I’m certainly not blaming Andrew Luck for getting Schefter'd in making official the end to his thankless, rinse-and-repeat process of constant rehab, nor am I endorsing the actions of the people that took part in such an undeniably cringeworthy display of disrespect towards him. What I am doing is saying that I get how such a completely FUBAR'd farewell that seemingly came out of nowhere and cratered the otherwise realistic championship hopes of the home crowd two weeks before the kickoff to what was presenting itself to be a promising season wasn’t a fond one. It's far more important to be sympathetic to the plight of Andrew Luck as a person, but those outside Indianapolis can hop off their high horse in acting like his decision to stop being a player is one that should have been fully absorbed, understood, and embraced by his most impassioned fans in the time it took literally everyone else to triple-check to make sure they weren’t being trolled on twitter.

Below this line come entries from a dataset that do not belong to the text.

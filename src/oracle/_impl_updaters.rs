use crate::oracle::{
    evaluate, AsynchronousUpdater, CompleteUpdater, Inconsistency, Labeling, SteadyStateUpdater,
    SynchronousUpdater, Updater,
};
use crate::repair::RepairError;
use crate::{BooleanFunction, Network, NodeId};

impl Updater for SteadyStateUpdater {
    fn classify(
        &self,
        network: &Network,
        labeling: &Labeling,
        function: &BooleanFunction,
        profile: &str,
    ) -> Result<Inconsistency, RepairError> {
        let target = function.get_target();
        let mut result = Inconsistency::Consistent;
        for time in labeling.time_points(profile) {
            let in_context = |e: RepairError| e.at(profile, time);
            let valuation = labeling
                .valuation(profile, time)
                .ok_or_else(|| missing(network, profile, time, target))?;
            let observed = observed_value(network, labeling, profile, time, target)?;
            // Without clauses, the node is expected to be inactive.
            let predicted = evaluate(network, function, valuation, false).map_err(in_context)?;
            result = result.merge(Inconsistency::of_mismatch(predicted, observed));
            if result == Inconsistency::DoubleInconsistent {
                break;
            }
        }
        Ok(result)
    }
}

impl Updater for SynchronousUpdater {
    fn classify(
        &self,
        network: &Network,
        labeling: &Labeling,
        function: &BooleanFunction,
        profile: &str,
    ) -> Result<Inconsistency, RepairError> {
        classify_time_series(network, labeling, function, profile, |_| true)
    }
}

impl Updater for AsynchronousUpdater {
    fn classify(
        &self,
        network: &Network,
        labeling: &Labeling,
        function: &BooleanFunction,
        profile: &str,
    ) -> Result<Inconsistency, RepairError> {
        let target = function.get_target();
        classify_time_series(network, labeling, function, profile, |time| {
            labeling.is_scheduled(time, profile, target)
        })
    }
}

impl Updater for CompleteUpdater {
    fn classify(
        &self,
        network: &Network,
        labeling: &Labeling,
        function: &BooleanFunction,
        profile: &str,
    ) -> Result<Inconsistency, RepairError> {
        let target = function.get_target();
        classify_time_series(network, labeling, function, profile, |time| {
            labeling.is_scheduled(time, profile, target)
        })
    }
}

/// **(internal)** Check every consecutive pair of time points `(t, t + 1)` of `profile`
/// for which `gate(t)` holds: the function evaluated at `t` must predict the value observed
/// at `t + 1`. An empty function keeps the value observed at `t`.
fn classify_time_series<G>(
    network: &Network,
    labeling: &Labeling,
    function: &BooleanFunction,
    profile: &str,
    gate: G,
) -> Result<Inconsistency, RepairError>
where
    G: Fn(usize) -> bool,
{
    let target = function.get_target();
    let mut result = Inconsistency::Consistent;
    for time in labeling.time_points(profile) {
        let Some(next) = labeling.valuation(profile, time + 1) else {
            continue;
        };
        if !gate(time) {
            continue;
        }
        let in_context = |e: RepairError| e.at(profile, time);
        let valuation = labeling
            .valuation(profile, time)
            .ok_or_else(|| missing(network, profile, time, target))?;
        let current = observed_value(network, labeling, profile, time, target)?;
        let observed = next
            .get(&target)
            .cloned()
            .ok_or_else(|| missing(network, profile, time + 1, target))?;
        let predicted = evaluate(network, function, valuation, current).map_err(in_context)?;
        result = result.merge(Inconsistency::of_mismatch(predicted, observed));
        if result == Inconsistency::DoubleInconsistent {
            break;
        }
    }
    Ok(result)
}

/// **(internal)** The observed value of `node`, or an error with full context.
fn observed_value(
    network: &Network,
    labeling: &Labeling,
    profile: &str,
    time: usize,
    node: NodeId,
) -> Result<bool, RepairError> {
    labeling
        .value(profile, time, node)
        .ok_or_else(|| missing(network, profile, time, node))
}

fn missing(network: &Network, profile: &str, time: usize, node: NodeId) -> RepairError {
    RepairError::MissingObservation {
        profile: profile.to_string(),
        time,
        node: network.get_node_name(node).to_string(),
    }
}

/// Classify `function` against every profile of the `labeling`, each interpreted by
/// its own semantics.
///
/// The result is consistent only if all profiles are. Mismatches in opposite directions
/// (possibly in different profiles) make the function double inconsistent, at which
/// point the evaluation stops.
pub fn classify_function(
    network: &Network,
    labeling: &Labeling,
    function: &BooleanFunction,
) -> Result<Inconsistency, RepairError> {
    let mut result = Inconsistency::Consistent;
    for profile in labeling.profiles() {
        let updater = labeling.resolve_semantics(network, profile)?.updater();
        result = result.merge(updater.classify(network, labeling, function, profile)?);
        if result == Inconsistency::DoubleInconsistent {
            break;
        }
    }
    Ok(result)
}

/// True if `function` reproduces every profile of the `labeling`.
pub fn is_function_consistent(
    network: &Network,
    labeling: &Labeling,
    function: &BooleanFunction,
) -> Result<bool, RepairError> {
    for profile in labeling.profiles() {
        let updater = labeling.resolve_semantics(network, profile)?.updater();
        if !updater.is_consistent(network, labeling, function, profile)? {
            return Ok(false);
        }
    }
    Ok(true)
}

#[cfg(test)]
mod tests {
    use crate::oracle::Inconsistency::*;
    use crate::oracle::{
        classify_function, is_function_consistent, Labeling, SteadyStateUpdater, Updater,
    };
    use crate::repair::RepairError;
    use crate::{BooleanFunction, Network, NodeId, Sign, UpdateType};

    /// Nodes `a`, `b` with `a -> b` (activation) and `f(b) = a`.
    fn activation() -> (Network, NodeId, NodeId) {
        let mut network = Network::new();
        let a = network.add_node("a").unwrap();
        let b = network.add_node("b").unwrap();
        network.add_edge(a, b, Sign::Positive).unwrap();
        network.add_regulator_to_term(b, 1, a).unwrap();
        (network, a, b)
    }

    fn steady_state(values: &[(NodeId, bool)]) -> Labeling {
        let mut labeling = Labeling::new();
        for (node, value) in values {
            labeling.add_value("p", 0, *node, *value);
        }
        labeling
    }

    #[test]
    fn test_steady_state_empty_function() {
        let (network, a, b) = activation();
        let empty = BooleanFunction::new(b);
        let off = steady_state(&[(a, true), (b, false)]);
        let on = steady_state(&[(a, true), (b, true)]);
        assert!(SteadyStateUpdater
            .is_consistent(&network, &off, &empty, "p")
            .unwrap());
        assert_eq!(
            NeedGeneralization,
            SteadyStateUpdater
                .classify(&network, &on, &empty, "p")
                .unwrap()
        );
    }

    #[test]
    fn test_steady_state_single_clause() {
        let (network, a, b) = activation();
        let f = network.get_function(b).clone();
        let on = steady_state(&[(a, true), (b, true)]);
        let off = steady_state(&[(a, true), (b, false)]);
        assert!(is_function_consistent(&network, &on, &f).unwrap());
        assert!(!is_function_consistent(&network, &off, &f).unwrap());
        assert_eq!(
            NeedParticularization,
            classify_function(&network, &off, &f).unwrap()
        );
    }

    #[test]
    fn test_flipped_edge_is_consistent() {
        let (mut network, a, b) = activation();
        let off = steady_state(&[(a, true), (b, false)]);
        network.flip_edge(a, b).unwrap();
        let f = network.get_function(b).clone();
        assert_eq!(Consistent, classify_function(&network, &off, &f).unwrap());
    }

    #[test]
    fn test_double_inconsistency_across_profiles() {
        let mut network = Network::new();
        let a = network.add_node("a").unwrap();
        let b = network.add_node("b").unwrap();
        let c = network.add_node("c").unwrap();
        network.add_edge(a, b, Sign::Positive).unwrap();
        network.add_edge(c, b, Sign::Positive).unwrap();
        let f = BooleanFunction::conjunction(b, &[a, c]);
        let mut labeling = Labeling::new();
        for (profile, va, vc, vb) in [("p1", true, false, true), ("p2", true, true, false)] {
            labeling.add_value(profile, 0, a, va);
            labeling.add_value(profile, 0, c, vc);
            labeling.add_value(profile, 0, b, vb);
        }
        assert_eq!(
            DoubleInconsistent,
            classify_function(&network, &labeling, &f).unwrap()
        );
    }

    /// `a` stays on, `b` switches on between the second and the third time point.
    fn series() -> Labeling {
        let mut labeling = Labeling::new();
        let a = NodeId::from_index(0);
        let b = NodeId::from_index(1);
        for (time, vb) in [(0, false), (1, false), (2, true)] {
            labeling.add_value("p", time, a, true);
            labeling.add_value("p", time, b, vb);
        }
        labeling.add_update(0, "p", a);
        labeling.add_update(1, "p", b);
        labeling
    }

    #[test]
    fn test_time_series_gating() {
        let (mut network, _, b) = activation();
        let f = network.get_function(b).clone();
        let labeling = series();

        // Synchronously, `b` should have switched on already at time 1.
        network
            .add_observation("sync", UpdateType::Synchronous)
            .unwrap();
        assert_eq!(
            NeedParticularization,
            classify_function(&network, &labeling, &f).unwrap()
        );

        // Asynchronously, `b` is only updated between 1 and 2, which is consistent.
        let mut labeling = labeling;
        labeling.set_semantics("p", UpdateType::Asynchronous);
        assert_eq!(Consistent, classify_function(&network, &labeling, &f).unwrap());
        labeling.set_semantics("p", UpdateType::Complete);
        assert!(is_function_consistent(&network, &labeling, &f).unwrap());
    }

    #[test]
    fn test_time_series_carries_value_of_empty_function() {
        let (network, _, b) = activation();
        let empty = BooleanFunction::new(b);
        let mut labeling = series();
        labeling.set_semantics("p", UpdateType::Synchronous);
        // The value of `b` changes at time 2, which an empty function cannot explain.
        assert_eq!(
            NeedGeneralization,
            classify_function(&network, &labeling, &empty).unwrap()
        );
        // Without any scheduled update, nothing constrains `b`.
        let mut unscheduled = Labeling::new();
        for time in labeling.time_points("p") {
            for node in network.nodes() {
                let value = labeling.value("p", time, node).unwrap();
                unscheduled.add_value("p", time, node, value);
            }
        }
        unscheduled.set_semantics("p", UpdateType::Asynchronous);
        assert_eq!(
            Consistent,
            classify_function(&network, &unscheduled, &empty).unwrap()
        );
    }

    #[test]
    fn test_single_time_point_of_time_series() {
        let (mut network, a, b) = activation();
        network
            .add_observation("series", UpdateType::Synchronous)
            .unwrap();
        let labeling = steady_state(&[(a, true), (b, false)]);
        let f = network.get_function(b).clone();
        // A single time point has no transition to contradict.
        assert_eq!(Consistent, classify_function(&network, &labeling, &f).unwrap());
        network
            .add_observation("fixed", UpdateType::SteadyState)
            .unwrap();
        assert_eq!(
            NeedParticularization,
            classify_function(&network, &labeling, &f).unwrap()
        );
    }

    #[test]
    fn test_missing_observation_has_context() {
        let (network, a, b) = activation();
        let f = network.get_function(b).clone();
        let labeling = steady_state(&[(b, true)]);
        assert_eq!(
            Err(RepairError::MissingObservation {
                profile: "p".to_string(),
                time: 0,
                node: "a".to_string()
            }),
            classify_function(&network, &labeling, &f)
        );
        let labeling = steady_state(&[(a, true)]);
        assert_eq!(
            Err(RepairError::MissingObservation {
                profile: "p".to_string(),
                time: 0,
                node: "b".to_string()
            }),
            classify_function(&network, &labeling, &f)
        );
    }
}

Much Like Almost Every Football Thrown in His General Direction the Last Three Years, 100 Million Dollar Mike Finally Secured His Bag
It might read like a weird thing to write about a contract negotiation that resulted in a star player’s absence from a Super Bowl contender’s training camp, but I don’t think there was a more fitting way for the New Orleans Saints and Michael Thomas to finally commit to each other for the next five years. Honestly, given everything we’ve come to know of a braintrust that’s always been bullish on their ability to replace skill position players who are up for a raise and a wideout who was aggressively and openly aware of his need for a massive one, it wouldn’t have felt right had the two sides been ready to break the bank immediately after breaking the proverbial bread. If it had been as easy as we were being led to believe prior to his holdout, I’d have spent more time trying to find a catch than the Saints’ offense when Michael Thomas wasn’t the intended target last season. Therefore, in the sense that some of Mickey Loomis' funny money was necessary in the making of a milestone extension, the extra time it took to get signed, sealed, and delivered really reinforced the belief that Michael Thomas is the perfect Saint, as he basically reflects the near-stubborn confidence of the front office that just rewarded it.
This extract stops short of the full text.